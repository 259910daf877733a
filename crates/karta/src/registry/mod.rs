//! Step runners and the built-in step registry.
//!
//! The runtime consults its runners in registration order and hands each
//! step to the first runner reporting it available. [`StepRegistry`] is the
//! runner most callers use: an explicit, owned table of step identifiers and
//! handlers, constructed once and passed to the runtime.

mod error;
mod outcome;
mod steps;

pub use error::StepError;
pub use outcome::{IntoStepOutcome, StepReturn};
pub use steps::{StepDefinition, StepHandler, StepRegistry};

use crate::context::ScenarioContext;
use crate::model::Step;

/// A source of step implementations.
pub trait StepRunner: Send + Sync {
    /// Report whether this runner can execute a step with `identifier`.
    fn is_step_available(&self, identifier: &str) -> bool;

    /// Execute `step` against `context`.
    ///
    /// For conditions and loops this evaluates the guard; nested steps are
    /// run by the runtime.
    ///
    /// # Errors
    /// Returns [`StepError`] when the step fails.
    fn run_step(&self, step: &Step, context: &mut ScenarioContext)
    -> Result<StepReturn, StepError>;

    /// Patterns this runner implements, for diagnostics.
    fn steps(&self) -> Vec<String> {
        Vec::new()
    }
}
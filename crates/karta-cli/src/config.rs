//! Command-line configuration parsed from environment variables.
//!
//! Settings are read from variables prefixed with `KARTA_` and then
//! overridden by command-line flags.

use std::env;
use std::str::FromStr;

use karta::ConfigError;

/// Log level enumeration matching tracing crate levels.
///
/// Defaults to `Warn` so command output stays uncluttered.
#[derive(Debug, Clone, Copy, PartialEq, Eq, Default)]
pub enum LogLevel {
    /// Most verbose logging, includes all trace spans.
    Trace,
    /// Debug-level information, including every compiled feature.
    Debug,
    /// Standard informational messages.
    Info,
    /// Warning messages for potentially problematic situations.
    #[default]
    Warn,
    /// Error messages for failures.
    Error,
}

impl FromStr for LogLevel {
    type Err = ConfigError;

    fn from_str(s: &str) -> Result<Self, Self::Err> {
        match s.trim().to_lowercase().as_str() {
            "trace" => Ok(Self::Trace),
            "debug" => Ok(Self::Debug),
            "info" => Ok(Self::Info),
            "warn" | "warning" => Ok(Self::Warn),
            "error" => Ok(Self::Error),
            _ => Err(ConfigError {
                key: LOG_LEVEL_VAR,
                value: s.to_owned(),
                reason: "expected one of: trace, debug, info, warn, error",
            }),
        }
    }
}

impl LogLevel {
    /// Convert to a tracing filter directive string.
    #[must_use]
    pub fn as_filter_str(&self) -> &'static str {
        match self {
            Self::Trace => "trace",
            Self::Debug => "debug",
            Self::Info => "info",
            Self::Warn => "warn",
            Self::Error => "error",
        }
    }
}

const LOG_LEVEL_VAR: &str = "KARTA_LOG_LEVEL";

/// Configuration for the `karta` command.
///
/// # Environment Variables
///
/// - `KARTA_LOG_LEVEL`: Sets the log level (trace, debug, info, warn, error)
#[derive(Debug, Clone, Default)]
pub struct CliConfig {
    /// Log level (trace, debug, info, warn, error).
    pub log_level: LogLevel,
}

impl CliConfig {
    /// Load configuration from environment variables.
    ///
    /// # Errors
    ///
    /// Returns [`ConfigError`] if a variable contains an invalid value.
    pub fn from_env() -> Result<Self, ConfigError> {
        Self::from_lookup(|key| env::var(key).ok())
    }

    /// Load configuration through `lookup` instead of the process
    /// environment.
    ///
    /// # Errors
    ///
    /// Returns [`ConfigError`] if a variable contains an invalid value.
    pub fn from_lookup<F>(lookup: F) -> Result<Self, ConfigError>
    where
        F: Fn(&str) -> Option<String>,
    {
        let log_level = match lookup(LOG_LEVEL_VAR) {
            Some(val) => val.parse()?,
            None => LogLevel::default(),
        };
        Ok(Self { log_level })
    }

    /// Apply optional overrides to an existing configuration.
    ///
    /// Command-line flags take precedence over environment-based defaults.
    #[must_use]
    pub fn apply_overrides(mut self, log_level: Option<LogLevel>) -> Self {
        if let Some(level) = log_level {
            self.log_level = level;
        }
        self
    }

    /// Create a new configuration with the specified log level.
    #[must_use]
    pub fn with_log_level(mut self, level: LogLevel) -> Self {
        self.log_level = level;
        self
    }
}

#[cfg(test)]
#[expect(
    clippy::unwrap_used,
    reason = "tests require explicit panic messages for debugging failures"
)]
mod tests {
    use super::*;
    use rstest::rstest;

    #[rstest]
    #[case("trace", LogLevel::Trace)]
    #[case("debug", LogLevel::Debug)]
    #[case("INFO", LogLevel::Info)]
    #[case("Warning", LogLevel::Warn)]
    #[case(" error ", LogLevel::Error)]
    fn log_level_parses_valid_values(#[case] text: &str, #[case] expected: LogLevel) {
        assert_eq!(text.parse::<LogLevel>().ok(), Some(expected));
    }

    #[test]
    fn log_level_rejects_invalid_values() {
        let err = "loud".parse::<LogLevel>().unwrap_err();
        assert_eq!(err.key, "KARTA_LOG_LEVEL");
        assert!(err.to_string().contains("expected one of"));
    }

    #[test]
    fn config_reads_the_log_level_variable() {
        let config = CliConfig::from_lookup(|key| {
            (key == "KARTA_LOG_LEVEL").then(|| "debug".to_owned())
        })
        .unwrap();
        assert_eq!(config.log_level, LogLevel::Debug);
        assert_eq!(CliConfig::from_lookup(|_| None).unwrap().log_level, LogLevel::Warn);
        assert!(CliConfig::from_lookup(|_| Some("nope".to_owned())).is_err());
    }

    #[test]
    fn overrides_take_precedence() {
        let config = CliConfig::default().with_log_level(LogLevel::Info);
        assert_eq!(config.clone().apply_overrides(None).log_level, LogLevel::Info);
        assert_eq!(
            config.apply_overrides(Some(LogLevel::Trace)).log_level,
            LogLevel::Trace
        );
    }
}
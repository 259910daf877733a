//! Errors raised while compiling Kriya source.

use thiserror::Error;

use crate::model::ValidationError;

/// Kriya source could not be compiled into a feature.
#[derive(Debug, Clone, PartialEq, Error)]
pub enum ParseError {
    /// A character that starts no token.
    #[error("line {line}: illegal character {character:?}")]
    IllegalCharacter {
        /// One-based line.
        line: usize,
        /// Offending character.
        character: char,
    },
    /// A string, comment or doc string runs to the end of input.
    #[error("line {line}: unterminated {what}")]
    Unterminated {
        /// One-based line where the construct starts.
        line: usize,
        /// Construct name.
        what: &'static str,
    },
    /// A literal cannot be converted to its value.
    #[error("line {line}: invalid {what} `{text}`")]
    InvalidLiteral {
        /// One-based line.
        line: usize,
        /// Literal kind.
        what: &'static str,
        /// Literal text.
        text: String,
    },
    /// The grammar expected something else.
    #[error("line {line}: expected {expected}, found {found}")]
    UnexpectedToken {
        /// One-based line of the found token.
        line: usize,
        /// Description of what was expected.
        expected: String,
        /// Description of the token found.
        found: String,
    },
    /// Input ended early.
    #[error("unexpected end of input, expected {expected}")]
    UnexpectedEof {
        /// Description of what was expected.
        expected: String,
    },
    /// An `Examples:` table or step table is malformed.
    #[error("line {line}: {reason}")]
    InvalidTable {
        /// One-based line of the table.
        line: usize,
        /// Reason.
        reason: String,
    },
    /// The compiled feature breaks an invariant.
    #[error(transparent)]
    Validation(#[from] ValidationError),
}

impl ParseError {
    /// Line the error was raised at, when known.
    #[must_use]
    pub fn line(&self) -> Option<usize> {
        match self {
            Self::IllegalCharacter { line, .. }
            | Self::Unterminated { line, .. }
            | Self::InvalidLiteral { line, .. }
            | Self::UnexpectedToken { line, .. }
            | Self::InvalidTable { line, .. } => Some(*line),
            Self::UnexpectedEof { .. } | Self::Validation(_) => None,
        }
    }
}

#[cfg(test)]
mod tests {
    use super::*;

    #[test]
    fn formats_line_prefixed_messages() {
        let err = ParseError::IllegalCharacter {
            line: 7,
            character: '&',
        };
        assert_eq!(err.to_string(), "line 7: illegal character '&'");
        assert_eq!(err.line(), Some(7));
    }

    #[test]
    fn forwards_validation_messages() {
        let err = ParseError::from(ValidationError::NoScenarios {
            feature: "f".into(),
        });
        assert_eq!(err.to_string(), "feature `f` must contain at least one scenario");
        assert_eq!(err.line(), None);
    }
}
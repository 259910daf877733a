//! Tag expressions and tag normalisation.
//!
//! Tags are stored without their leading `@`. Expressions such as
//! `@smoke and not (@slow or @wip)` are parsed once into a
//! [`TagExpression`] and evaluated against any set of tags.

mod ast;
mod lexer;
mod parser;

pub use ast::{TagExprError, TagExpression};

/// Strip surrounding whitespace and a leading `@` from a tag.
///
/// # Examples
/// ```
/// assert_eq!(karta::tags::normalize_tag(" @smoke "), "smoke");
/// assert_eq!(karta::tags::normalize_tag("slow"), "slow");
/// ```
#[must_use]
pub fn normalize_tag(tag: &str) -> &str {
    let trimmed = tag.trim();
    trimmed.strip_prefix('@').unwrap_or(trimmed)
}
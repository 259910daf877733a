//! Feature, scenario and run orchestration.

use std::borrow::Borrow;
use std::sync::Arc;

use serde_json::{Map, Value};

use super::step::{Executed, hook_failure};
use super::{ExecutionError, RunAborted, RuntimeBuilder, select_scenarios};
use crate::catalog::{ScenarioRef, TestCatalog};
use crate::context::ScenarioContext;
use crate::data::SeededRng;
use crate::events::{EventProcessor, Phase, PhaseContext, PhaseResult};
use crate::model::{Feature, Scenario};
use crate::registry::StepRunner;
use crate::results::{FeatureResult, RunResult, ScenarioResult};

/// Names shared by every phase of one run.
#[derive(Debug, Clone, Copy)]
pub(super) struct RunScope<'a> {
    pub(super) name: &'a str,
    pub(super) tags: &'a [String],
}

impl<'a> RunScope<'a> {
    fn phase(&self, phase: Phase) -> PhaseContext<'a> {
        PhaseContext {
            tags: self.tags,
            ..PhaseContext::new(phase, self.name)
        }
    }
}

/// Position of a running scenario.
#[derive(Debug, Clone, Copy)]
pub(super) struct Scope<'a> {
    pub(super) run: RunScope<'a>,
    pub(super) feature: &'a Feature,
    pub(super) iteration: u32,
    pub(super) scenario: &'a Scenario,
}

impl<'a> Scope<'a> {
    pub(super) fn phase(&self, phase: Phase) -> PhaseContext<'a> {
        PhaseContext {
            feature: Some(self.feature),
            iteration: Some(self.iteration),
            scenario: Some(self.scenario),
            ..self.run.phase(phase)
        }
    }
}

/// Executes features against the registered step runners.
///
/// # Examples
/// ```
/// use karta::execution::Runtime;
/// use karta::kriya::parse_feature;
/// use karta::StepRegistry;
///
/// let mut steps = StepRegistry::new();
/// steps.register("I have {int} apples", |ctx, args| {
///     ctx.insert("apples", args[0].as_i64());
/// }).unwrap();
///
/// let feature = parse_feature("Feature: Fruit\n  Scenario: Count\n    Given I have 3 apples\n").unwrap();
/// let runtime = Runtime::builder().with_step_runner(steps).with_seed(1).build();
/// let result = runtime.run_features("demo", [feature]).unwrap();
/// assert!(result.is_successful());
/// assert_eq!(result.seed, 1);
/// ```
pub struct Runtime {
    pub(super) runners: Vec<Arc<dyn StepRunner>>,
    pub(super) events: EventProcessor,
    pub(super) rng: SeededRng,
    pub(super) properties: Map<String, Value>,
}
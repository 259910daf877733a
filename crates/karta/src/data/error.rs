//! Errors raised while generating data from rules.

use thiserror::Error;

/// A data rule or probability table cannot produce a value.
#[derive(Debug, Clone, PartialEq, Error)]
pub enum RandomizationError {
    /// A numeric range has reversed, infinite or overflowing bounds.
    #[error("invalid range: min {min}, max {max}")]
    InvalidRange {
        /// Lower bound as written.
        min: String,
        /// Upper bound as written.
        max: String,
    },
    /// A random string was requested with a non-positive length.
    #[error("random string length must be positive, got {0}")]
    InvalidLength(i64),
    /// A selection list or map has nothing to choose from.
    #[error("cannot select from an empty {0}")]
    EmptySelection(&'static str),
    /// A single probability falls outside `(0, 1]`.
    #[error("probability {0} must be greater than 0 and at most 1")]
    InvalidProbability(f64),
    /// Mutually exclusive probabilities do not add up to one.
    #[error("probability total for mutex combination needs to be 1.0, got {0:.2}")]
    ProbabilityTotal(f64),
}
━━━━━━━━━━
### Aim of the exercise
Restate, please, word for word the span of records running from the first line to the line bearing "use std::str::FromStr;", both included, and nothing outside it.

### Result of this exercise
repository 259910daf877733a
filename crates/karta/src/registry/mod.rs
//! Step runners and the built-in step registry.
//!
//! The runtime consults its runners in registration order and hands each
//! step to the first runner reporting it available. [`StepRegistry`] is the
//! runner most callers use: an explicit, owned table of step identifiers and
//! handlers, constructed once and passed to the runtime.

mod error;
mod outcome;
mod steps;

pub use error::StepError;
pub use outcome::{IntoStepOutcome, StepReturn};
pub use steps::{StepDefinition, StepHandler, StepRegistry};

use crate::context::ScenarioContext;
use crate::model::Step;

/// A source of step implementations.
pub trait StepRunner: Send + Sync {
    /// Report whether this runner can execute a step with `identifier`.
    fn is_step_available(&self, identifier: &str) -> bool;

    /// Execute `step` against `context`.
    ///
    /// For conditions and loops this evaluates the guard; nested steps are
    /// run by the runtime.
    ///
    /// # Errors
    /// Returns [`StepError`] when the step fails.
    fn run_step(&self, step: &Step, context: &mut ScenarioContext)
    -> Result<StepReturn, StepError>;

    /// Patterns this runner implements, for diagnostics.
    fn steps(&self) -> Vec<String> {
        Vec::new()
    }
}
filename crates/karta-cli/src/config.rs
//! Command-line configuration parsed from environment variables.
//!
//! Settings are read from variables prefixed with `KARTA_` and then
//! overridden by command-line flags.

use std::env;
use std::str::FromStr;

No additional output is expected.